A.G. Lombardo. MCD, $27 (336p) ISBN 978-0-374-16591-8

Lombardo’s auspicious but exhausting debut breathlessly tracks Americo Monk’s tortured journey through Los Angeles during the 1965 Watts Riots. Monk is an overt nod to Odysseus, not a warrior but a scholar of graffiti. He documents the beautiful, portentous runes tagging his burning city, putting down drawings and notes in a blue notebook he nearly gives his life to save. As Monk staggers southward through the mayhem toward his home on the harbor, he encounters, among myriad others, members of a cult of Muslims called the Fruit of Islam, Chinese gangsters at war over fortune cookies, a Japanese woman claiming to be propaganda mouthpiece Tokyo Rose, various voodoo priestesses, brutal cops, and a stranger named Tyrone, “the blind madman with the satellites and ringing phone booths,” likely a stand-in for Homer himself.

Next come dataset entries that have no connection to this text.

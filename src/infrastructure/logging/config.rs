use serde::{Deserialize, Serialize};

/// Logging configuration
#[derive(Debug, Clone, PartialEq, Eq, Serialize, Deserialize)]
pub struct LogConfig {
    /// Log level (trace, debug, info, warn, error)
    #[serde(default = "default_log_level")]
    pub level: String,

    /// Output format (json, pretty)
    #[serde(default = "default_format")]
    pub format: LogFormat,
}

#[derive(Debug, Clone, Copy, Serialize, Deserialize, PartialEq, Eq)]
#[serde(rename_all = "lowercase")]
pub enum LogFormat {
    /// One JSON object per event
    Json,
    /// Multi-line human-readable output
    Pretty,
}

impl Default for LogConfig {
    fn default() -> Self {
        Self {
            level: default_log_level(),
            format: default_format(),
        }
    }
}

impl LogConfig {
    /// Logging setup for a deployment environment name (`Config::env`)
    pub fn for_env(env: &str) -> Self {
        match env {
            "local" => Self {
                level: "debug".to_string(),
                format: LogFormat::Pretty,
            },
            "dev" => Self {
                level: "debug".to_string(),
                format: LogFormat::Json,
            },
            _ => Self::default(),
        }
    }
}

fn default_log_level() -> String {
    "info".to_string()
}

const fn default_format() -> LogFormat {
    LogFormat::Json
}

#[cfg(test)]
mod tests {
    use super::*;

    #[test]
    fn test_for_env() {
        assert_eq!(LogConfig::for_env("local").format, LogFormat::Pretty);
        assert_eq!(LogConfig::for_env("local").level, "debug");
        assert_eq!(LogConfig::for_env("dev").format, LogFormat::Json);
        assert_eq!(LogConfig::for_env("dev").level, "debug");
        assert_eq!(LogConfig::for_env("prod"), LogConfig::default());
        assert_eq!(LogConfig::for_env("staging"), LogConfig::default());
    }
}
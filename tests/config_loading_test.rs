//! Loading config files through the public API.

use sso_config::{ConfigError, ConfigLoader, ConfigPathFlag, CONFIG_PATH_ENV};
use std::fs;
use std::time::Duration;
use tempfile::TempDir;

#[test]
fn test_spec_example_file() {
    let dir = TempDir::new().unwrap();
    let path = dir.path().join("config.yml");
    fs::write(
        &path,
        "env: prod\nstorage_path: /data/db\ngrpc:\n  port: 50051\n  timeout: 5s\n",
    )
    .unwrap();

    let config = ConfigLoader::load_with(&ConfigPathFlag::explicit(&path)).unwrap();

    assert_eq!(config.env, "prod");
    assert_eq!(config.storage_path, "/data/db");
    assert_eq!(config.grpc.port, 50051);
    assert_eq!(config.grpc.timeout, Duration::from_secs(5));
    assert_eq!(config.token_ttl, Duration::from_secs(3600));
}

#[test]
fn test_all_fields_populated() {
    let dir = TempDir::new().unwrap();
    let path = dir.path().join("config.yml");
    fs::write(
        &path,
        r"
env: dev
storage_path: ./storage/sso.db
grpc:
  port: 44044
  timeout: 10h
token_ttl: 1h
",
    )
    .unwrap();

    let config = ConfigLoader::load_from_path(&path).unwrap();

    assert_eq!(config.env, "dev");
    assert_eq!(config.storage_path, "./storage/sso.db");
    assert_eq!(config.grpc.port, 44044);
    assert_eq!(config.grpc.timeout, Duration::from_secs(36_000));
    assert_eq!(config.token_ttl.as_secs(), 3600);
}

#[test]
fn test_env_path_missing_file_reports_path() {
    let dir = TempDir::new().unwrap();
    let missing = dir.path().join("missing.yml");

    temp_env::with_var(CONFIG_PATH_ENV, Some(missing.as_os_str()), || {
        let err = ConfigLoader::load_with(&ConfigPathFlag::default()).unwrap_err();
        match err {
            ConfigError::FileNotFound { path, .. } => assert_eq!(path, missing),
            other => panic!("Expected FileNotFound, got {other:?}"),
        }
    });
}

#[test]
fn test_wrong_type_is_parse_error() {
    let dir = TempDir::new().unwrap();
    let path = dir.path().join("config.yml");
    fs::write(&path, "storage_path: /data/db\ngrpc:\n  port: not-a-port\n").unwrap();

    let err = ConfigLoader::load_from_path(&path).unwrap_err();
    assert!(matches!(err, ConfigError::Parse { .. }));
    assert!(std::error::Error::source(&err).is_some());
}
use std::time::Duration;

use serde::{Deserialize, Serialize};

/// Settings for the SSO service, read once at startup
#[derive(Debug, Clone, PartialEq, Eq, Serialize, Deserialize)]
#[serde(rename_all = "snake_case")]
pub struct Config {
    /// Environment name: local, dev, prod
    #[serde(default = "default_env")]
    pub env: String,

    /// Path to the storage file. Required, must not be empty.
    pub storage_path: String,

    /// gRPC server settings
    #[serde(default)]
    pub grpc: GrpcConfig,

    /// Location of schema migrations. Never read from the file.
    #[serde(skip_deserializing, skip_serializing_if = "String::is_empty")]
    pub migrations_path: String,

    /// Lifetime of issued tokens
    #[serde(default = "default_token_ttl", with = "super::duration")]
    pub token_ttl: Duration,
}

fn default_env() -> String {
    "local".to_string()
}

const fn default_token_ttl() -> Duration {
    Duration::from_secs(60 * 60)
}

impl Config {
    /// Build a config for the given storage path with every other field defaulted
    pub fn new(storage_path: impl Into<String>) -> Self {
        Self {
            env: default_env(),
            storage_path: storage_path.into(),
            grpc: GrpcConfig::default(),
            migrations_path: String::new(),
            token_ttl: default_token_ttl(),
        }
    }

    /// Replace zero-valued defaulted fields (`env: ""`, `token_ttl: 0s`) with their defaults
    pub fn fill_zero_defaults(&mut self) {
        if self.env.is_empty() {
            self.env = default_env();
        }
        if self.token_ttl.is_zero() {
            self.token_ttl = default_token_ttl();
        }
    }

    /// Attach the migrations location supplied by the caller
    #[must_use]
    pub fn with_migrations_path(mut self, path: impl Into<String>) -> Self {
        self.migrations_path = path.into();
        self
    }
}

/// gRPC server configuration
#[derive(Debug, Clone, Default, PartialEq, Eq, Serialize, Deserialize)]
#[serde(rename_all = "snake_case")]
pub struct GrpcConfig {
    /// Listen port, 0 when unset
    #[serde(default)]
    pub port: u16,

    /// Per-request timeout
    #[serde(default, with = "super::duration")]
    pub timeout: Duration,
}
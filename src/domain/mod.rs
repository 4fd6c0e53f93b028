pub mod rating_request;
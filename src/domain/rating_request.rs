use serde::{Deserialize, Serialize};


/// One star-rating submission with the running totals it was sent with.
///
/// Values are stored as given: nothing checks star bounds or that
/// `average_stars` matches the two totals.
#[derive(Debug, Serialize, Deserialize, Clone, PartialEq, Default)]
#[serde(rename_all = "camelCase")]
pub struct RatingRequest {
    /// Issued by the store on insert, `None` until then.
    #[serde(skip_serializing_if = "Option::is_none")]
    pub id: Option<i64>,
    pub given_stars: i32,
    pub total_given_stars: i32,
    pub total_max_stars: i32,
    pub average_stars: f64,
}

impl RatingRequest {
    pub fn new(id: Option<i64>, given_stars: i32, total_given_stars: i32, total_max_stars: i32, average_stars: f64) -> Self {
        Self { id, given_stars, total_given_stars, total_max_stars, average_stars }
    }

    pub fn unsaved(given_stars: i32, total_given_stars: i32, total_max_stars: i32, average_stars: f64) -> Self {
        Self::new(None, given_stars, total_given_stars, total_max_stars, average_stars)
    }

    pub fn with_id(mut self, id: i64) -> Self {
        self.id = Some(id);
        self
    }

    pub fn is_persisted(&self) -> bool {
        self.id.is_some()
    }
}
use tokio_rusqlite::Connection;

use crate::model::store::sql::migrate_database;
use crate::server::get_server_file_path_array;
use crate::tools::log::{log_info, LogServiceType};

use super::error::{Result, Error};


pub mod sql;


pub struct SqliteStore {
	server_store: Connection,
}

// Constructor
impl SqliteStore {
	pub async fn new() -> Result<Self> {
        let server_db_path = get_server_file_path_array(vec!["dbs", "database.db"]).await.map_err(|_| Error::CannotOpenDatabase)?;
        log_info(LogServiceType::Database, format!("Opening database: {:?}", server_db_path));
        let connection = Connection::open(server_db_path).await?;
        Self::new_with_connection(connection).await
	}

	pub async fn new_with_connection(connection: Connection) -> Result<Self> {
        let version = migrate_database(&connection).await?;
        log_info(LogServiceType::Database, format!("Current Database version: {}", version));

		Ok(Self {
			server_store: connection,
		})
	}
}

Monk’s girlfriend, Karmann, waits, like Penelope, among men who want her, her needle that of a record player, marking the time until Monk returns. Everything in this novel is a reference to something else: Media Environmental Displays, USA, a billboard company advertising addictive skin-lightening products, is just one of many clever examples. The language and story are bloated, which softens the impact the novel could’ve had. Nevertheless, Lombardo’s voice is promising, and readers will be intrigued to see what he comes up with next. (Mar.)